Still, markets cheered the pessimistic survey results because of expectations that they would prompt the ECB to cut interest rates or take other action when its policy making board meets May 2.

On Tuesday, the central bank of Hungary, which is not among the 17 nations in the eurozone, cut its main interest rate to 4.75 percent from 5 percent. It was the bank’s ninth rate cut in as many months.

The benchmark French stock market index, the CAC 40, finished the day 3.6 percent higher, while the interest rate on France’s 10-year sovereign bond hit a record low of 1.706 percent. Other major European stock indexes posted gains of more than 2 percent while bond yields fell.

For France, the Markit output index rose to 44.2 in April from 41.9 in March, indicating that the pace of decline was slowing in the eurozone’s largest economy after Germany’s.

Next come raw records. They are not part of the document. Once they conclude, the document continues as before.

//! Node trait definitions.
//!
//! Every tree in this crate is a graph of nodes living in a caller-owned
//! `Vec`-backed arena; each "pointer" (parent, left child, right child) is
//! an `Option<u32>` index into that arena. Tree-manipulation functions take
//! the arena as a slice and work with indices, so a node's handle stays
//! stable for the lifetime of its entry.

/// Structural links (`p`, `l`, `r`) of an arena node.
pub trait Node {
    fn p(&self) -> Option<u32>;
    fn l(&self) -> Option<u32>;
    fn r(&self) -> Option<u32>;
    fn set_p(&mut self, v: Option<u32>);
    fn set_l(&mut self, v: Option<u32>);
    fn set_r(&mut self, v: Option<u32>);
}

/// Three-way comparator used by the map types.
pub type Comparator<K> = dyn Fn(&K, &K) -> i32;

/// Key/value access on top of the structural links.
///
/// Trait methods rather than direct field access so the shared search and
/// validation helpers work over any arena-indexed node layout.
pub trait KvNode<K, V>: Node {
    fn key(&self) -> &K;
    fn value(&self) -> &V;
    fn value_mut(&mut self) -> &mut V;
    fn set_key(&mut self, key: K);
    fn set_value(&mut self, value: V);
}

/// Height-augmented node behavior for the AVL strategy.
///
/// The cached height is `1 + max(child heights)`, a leaf has height 1, an
/// absent child contributes 0. The AVL walks keep the cache exact after
/// every insert and removal.
pub trait HeightedNode<K, V>: KvNode<K, V> {
    fn height(&self) -> i32;
    fn set_height(&mut self, height: i32);
}
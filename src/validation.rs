//! Frame validation utilities for test pattern verification.
//!
//! These check RGB frames produced by the capture callback against known
//! test patterns. Useful for integration testing with virtual cameras.

use crate::traits::{Frame, FrameFormat, Result, UvcError};

/// Expected RGB values for SMPTE color bars (8 bars).
///
/// Colors in order: White, Yellow, Cyan, Green, Magenta, Red, Blue, Black
const SMPTE_COLOR_BARS: [(u8, u8, u8); 8] = [
    (235, 235, 235),
    (235, 235, 11),
    (12, 236, 237),
    (13, 237, 13),
    (237, 13, 237),
    (238, 14, 13),
    (15, 15, 239),
    (16, 16, 16),
];

/// Tolerance for RGB color matching (accounts for YUV->RGB conversion errors).
const COLOR_TOLERANCE: u8 = 15;

fn invalid(message: String) -> UvcError {
    UvcError::InvalidParam(message)
}

fn require_rgb(frame: &Frame) -> Result<()> {
    if frame.format == FrameFormat::Rgb {
        Ok(())
    } else {
        Err(invalid(format!("expected an rgb frame, got {}", frame.format)))
    }
}

/// Validates that an RGB frame shows the SMPTE color bar pattern.
///
/// Samples the center of each of the 8 vertical stripes on the middle row.
pub fn validate_color_bars(frame: &Frame) -> Result<()> {
    require_rgb(frame)?;
    let bar_width = frame.width / 8;
    let center_y = frame.height / 2;

    for (bar_x, expected) in (0u32..).step_by(bar_width.max(1) as usize).zip(SMPTE_COLOR_BARS) {
        let sample_x = bar_x + bar_width / 2;
        let actual = frame
            .rgb_at(sample_x, center_y)
            .ok_or_else(|| invalid(format!("no pixel at ({sample_x}, {center_y})")))?;

        if !colors_match(actual, expected, COLOR_TOLERANCE) {
            return Err(invalid(format!(
                "color bar mismatch at ({sample_x}, {center_y}): \
                 expected RGB{expected:?}, got RGB{actual:?}"
            )));
        }
    }

    Ok(())
}

/// Validates that an RGB frame shows a left-to-right luminance ramp.
///
/// Luminance along the middle row must never drop by more than rounding
/// error and must rise by at least 50 overall.
pub fn validate_gradient(frame: &Frame) -> Result<()> {
    require_rgb(frame)?;
    let center_y = frame.height / 2;

    let mut first: Option<f32> = None;
    let mut previous: Option<f32> = None;

    for x in (0..frame.width).step_by(10) {
        let (r, g, b) = frame
            .rgb_at(x, center_y)
            .ok_or_else(|| invalid(format!("no pixel at ({x}, {center_y})")))?;
        let luminance = 0.114f32.mul_add(
            f32::from(b),
            0.587f32.mul_add(f32::from(g), 0.299 * f32::from(r)),
        );

        if let Some(prev) = previous {
            if luminance < prev - 1.0 {
                return Err(invalid(format!(
                    "gradient drops at x={x}: {luminance} < {prev}"
                )));
            }
        }
        first.get_or_insert(luminance);
        previous = Some(luminance);
    }

    match (first, previous) {
        (Some(first), Some(last)) if last - first >= 50.0 => Ok(()),
        (Some(first), Some(last)) => Err(invalid(format!(
            "insufficient luminance change for gradient: {}",
            last - first
        ))),
        _ => Err(invalid("empty frame".to_owned())),
    }
}

/// Validates that frame sequence numbers increment by one with no gaps.
pub fn validate_frame_sequence(frames: &[Frame]) -> Result<()> {
    if frames.is_empty() {
        return Err(invalid("cannot validate empty frame sequence".to_owned()));
    }

    for (index, pair) in frames.windows(2).enumerate() {
        if let [prev, curr] = pair {
            let expected = prev.metadata.sequence.wrapping_add(1);
            if curr.metadata.sequence != expected {
                return Err(invalid(format!(
                    "frame sequence gap at index {}: expected {expected}, got {}",
                    index + 1,
                    curr.metadata.sequence
                )));
            }
        }
    }

    Ok(())
}

/// Whether all three channels are within `tolerance` of each other.
fn colors_match(actual: (u8, u8, u8), expected: (u8, u8, u8), tolerance: u8) -> bool {
    actual.0.abs_diff(expected.0) <= tolerance
        && actual.1.abs_diff(expected.1) <= tolerance
        && actual.2.abs_diff(expected.2) <= tolerance
}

But that tidbit of good news was clouded by a drop in the separate Insee indicator of the French business climate.


The decline in optimism among German purchasing managers might be the result of a deceleration in the pace of growth in China, which in recent years has become one of the most important markets for German products like automobiles and machinery. China has helped to compensate for weak demand in the rest of Europe.

Even if Germany is merely treading water, that is still bad news for the rest of the eurozone. The German economy has played a crucial role in compensating for the swath of economic woe that runs from Cyprus to Ireland by way of Greece, Italy, Spain, and Portugal.

“The German economy may not be as strong as we thought,’’ Marie Diron, a senior economic adviser to the consulting firm Ernst & Young, said by e-mail.

Members of the governing council of the ECB have hinted recently that an interest rate cut could be nigh.

Mario Draghi, the ECB president, said earlier this month that policy makers were ‘‘ready to act.’’

The new data raised expectations that a cut in the benchmark interest rate, already at a record low 0.75 percent, could come when the central bank meets May 2.

It is also possible the ECB could look for other ways to ease a credit crunch in countries like Italy and Spain. Draghi has often complained that low official interest rates have not benefited companies in the troubled countries because banks remain too reluctant to lend.

“It is no longer a matter of if but when the ECB will be cutting rates,’’ analysts at Nomura said in a note to clients Tuesday.